結果、自分は人の真似しかしておらず、自分のラーメンが作れていないことに気づいたのである。売り上げも落ちている中、半田さんはラーメン作りを1から考え直し、オリジナリティのある自分だけのラーメンを作ることにチャレンジした。

こうして完成したのが「金の鶏中華」である。

旧来の蕎麦屋の鶏中華ではなく、ラーメン屋の作り方で鶏中華を作ったらどうなるんだろうというトライアルである。蕎麦ダレは使わず、鶏のスープに醤油と塩のカエシを加えたラーメンらしい鶏中華を仕上げた。この「金の鶏中華」を2013年から提供し始める。

「蕎麦屋の鶏中華とも違う、とりもつラーメンとも違う、何だこれは」という批判がたくさん来たが、半田さんは何か新しいことをすれば批判は必ず出てくることを受け入れ、せっかく自分で作り上げた一杯をもっと美味しくしようと努力した。

そこで閃いたのが、注文が入ってからスープに生の鶏肉を入れて一杯ずつ小鍋で作るという製法だ。通常のチャーシューを注文を受けてから作ることは不可能だが、鶏肉なら直前に火入れすることでフレッシュな味を出せる。スープとともにカエシも一緒に入れて鶏肉を煮込むことで、カエシの味も鶏に入るし、鶏肉の旨味も一気にスープに広がる。これは一石二鳥だ。こうして「金の鶏中華」はだんだん進化を遂げていく。

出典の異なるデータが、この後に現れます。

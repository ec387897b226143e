//! Domain models for the pool engine.

pub mod pool;
pub mod settlement;
pub mod stake;

pub use pool::{remaining_until, Pool, PoolId, PoolStatus};
pub use settlement::{ConsolationCredit, Currency, Settlement};
pub use stake::Stake;
mod helpers;

use helpers::*;
use inorout_backend::clock::Clock;
use inorout_backend::config::SessionConfig;
use inorout_backend::events::PoolEvent;
use inorout_backend::models::PoolStatus;
use inorout_backend::seed::{seed_board, SEED_POOLS};
use inorout_backend::services::{BoardTab, GameOutcome, QuickStake};
use inorout_backend::wallet::MockWalletConnector;
use std::time::Duration;
use tokio::time;

/// Seeded board, one player, every pool run to completion
#[tokio::test(start_paused = true)]
async fn test_board_full_flow() {
    let board = board(2025, SessionConfig::immediate());
    let sessions = seed_board(&board, board.clock().now()).await.unwrap();
    assert_eq!(sessions.len(), SEED_POOLS.len());

    let active = board.list(BoardTab::Active).await;
    let ids: Vec<u64> = active.iter().map(|row| row.id).collect();
    assert_eq!(ids, vec![30, 29, 28]);
    assert_eq!(active[2].time_left, "1m 0s");

    // connect a player and stake the minimum into pool 28
    let mut connector = MockWalletConnector::seeded(7);
    let player = connector.connect().await;
    assert!(player.is_connected());

    let pool_28 = board.get(28).await.unwrap();
    let min_entry = pool_28.snapshot().await.min_entry;
    let amount = QuickStake::Min.amount(min_entry, player.available_balance());
    let pot = pool_28.join(&player, amount).await.unwrap();
    assert_eq!(pot, flow(50) + amount);

    let mut watchers: Vec<_> = sessions.iter().map(|s| s.subscribe()).collect();
    assert_eq!(board.start_all().await.unwrap(), 3);

    // pool 30 closes first; the others are still taking stakes
    time::sleep(Duration::from_secs(31)).await;
    let closed: Vec<u64> = board.list(BoardTab::Closed).await.iter().map(|r| r.id).collect();
    assert_eq!(closed, vec![30]);
    assert_eq!(board.list(BoardTab::Active).await.len(), 2);

    for rx in watchers.iter_mut() {
        collect_until(rx, |e| matches!(e, PoolEvent::ResultWindowClosed { .. })).await;
    }
    // let the profile recorders catch up
    time::sleep(Duration::from_millis(10)).await;

    let rows = board.list(BoardTab::Closed).await;
    assert_eq!(rows.len(), 3);
    assert!(rows.iter().all(|r| r.status == PoolStatus::Settled && r.time_left == "Ended"));

    let settlement = pool_28.settlement().await.unwrap();
    assert_eq!(settlement.payout, flow(50) + amount);
    assert_eq!(settlement.participants, 6);

    let stats = board.profiles().stats(player.address()).await;
    assert_eq!(stats.total_games, 1);
    let history = board.profiles().history(player.address()).await;
    match history[0].outcome {
        GameOutcome::Win => {
            assert!(settlement.is_winner(player.address()));
            assert_eq!(stats.total_flow_won, settlement.payout);
        }
        GameOutcome::Lost => {
            assert_eq!(stats.total_ioo_earned, amount);
            assert_eq!(stats.win_rate, rust_decimal::Decimal::ZERO);
        }
    }
}

/// Same seed, same winners
#[tokio::test(start_paused = true)]
async fn test_seeded_board_is_reproducible() {
    async fn winners(seed: u64) -> Vec<String> {
        let board = board(seed, SessionConfig::immediate());
        let sessions = seed_board(&board, board.clock().now()).await.unwrap();
        let mut watchers: Vec<_> = sessions.iter().map(|s| s.subscribe()).collect();
        board.start_all().await.unwrap();
        for rx in watchers.iter_mut() {
            collect_until(rx, |e| matches!(e, PoolEvent::ResultWindowClosed { .. })).await;
        }

        let mut winners = Vec::new();
        for session in sessions {
            winners.push(session.settlement().await.unwrap().winner.wallet_address);
        }
        winners
    }

    assert_eq!(winners(42).await, winners(42).await);
}

#[tokio::test(start_paused = true)]
async fn test_events_serialize_for_clients() {
    let board = board(1, SessionConfig::immediate());
    let sessions = seed_board(&board, board.clock().now()).await.unwrap();
    let pool_30 = sessions.iter().find(|s| s.id() == 30).unwrap();

    let mut rx = pool_30.subscribe();
    pool_30.start().await.unwrap();
    let events = collect_until(&mut rx, |e| matches!(e, PoolEvent::ResultWindowClosed { .. })).await;

    let settled = events
        .iter()
        .find(|e| matches!(e, PoolEvent::Settled { .. }))
        .unwrap();
    let json: serde_json::Value = serde_json::from_str(&settled.to_json().unwrap()).unwrap();
    assert_eq!(json["type"], "settled");
    assert_eq!(json["settlement"]["pool_id"], 30);
    assert_eq!(json["settlement"]["participants"], 5);
}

名古屋のラーメンイベントで「金の鶏中華」を提供したとき、一杯ずつ小鍋で作っていたらお客さんを待たせてしまい、やむなく事前に火入れして味付けした鶏肉を使うことになった。売り上げは上がったが決して満足感は得られず、自分の作りたいラーメンの方向性を改めて知ることになった。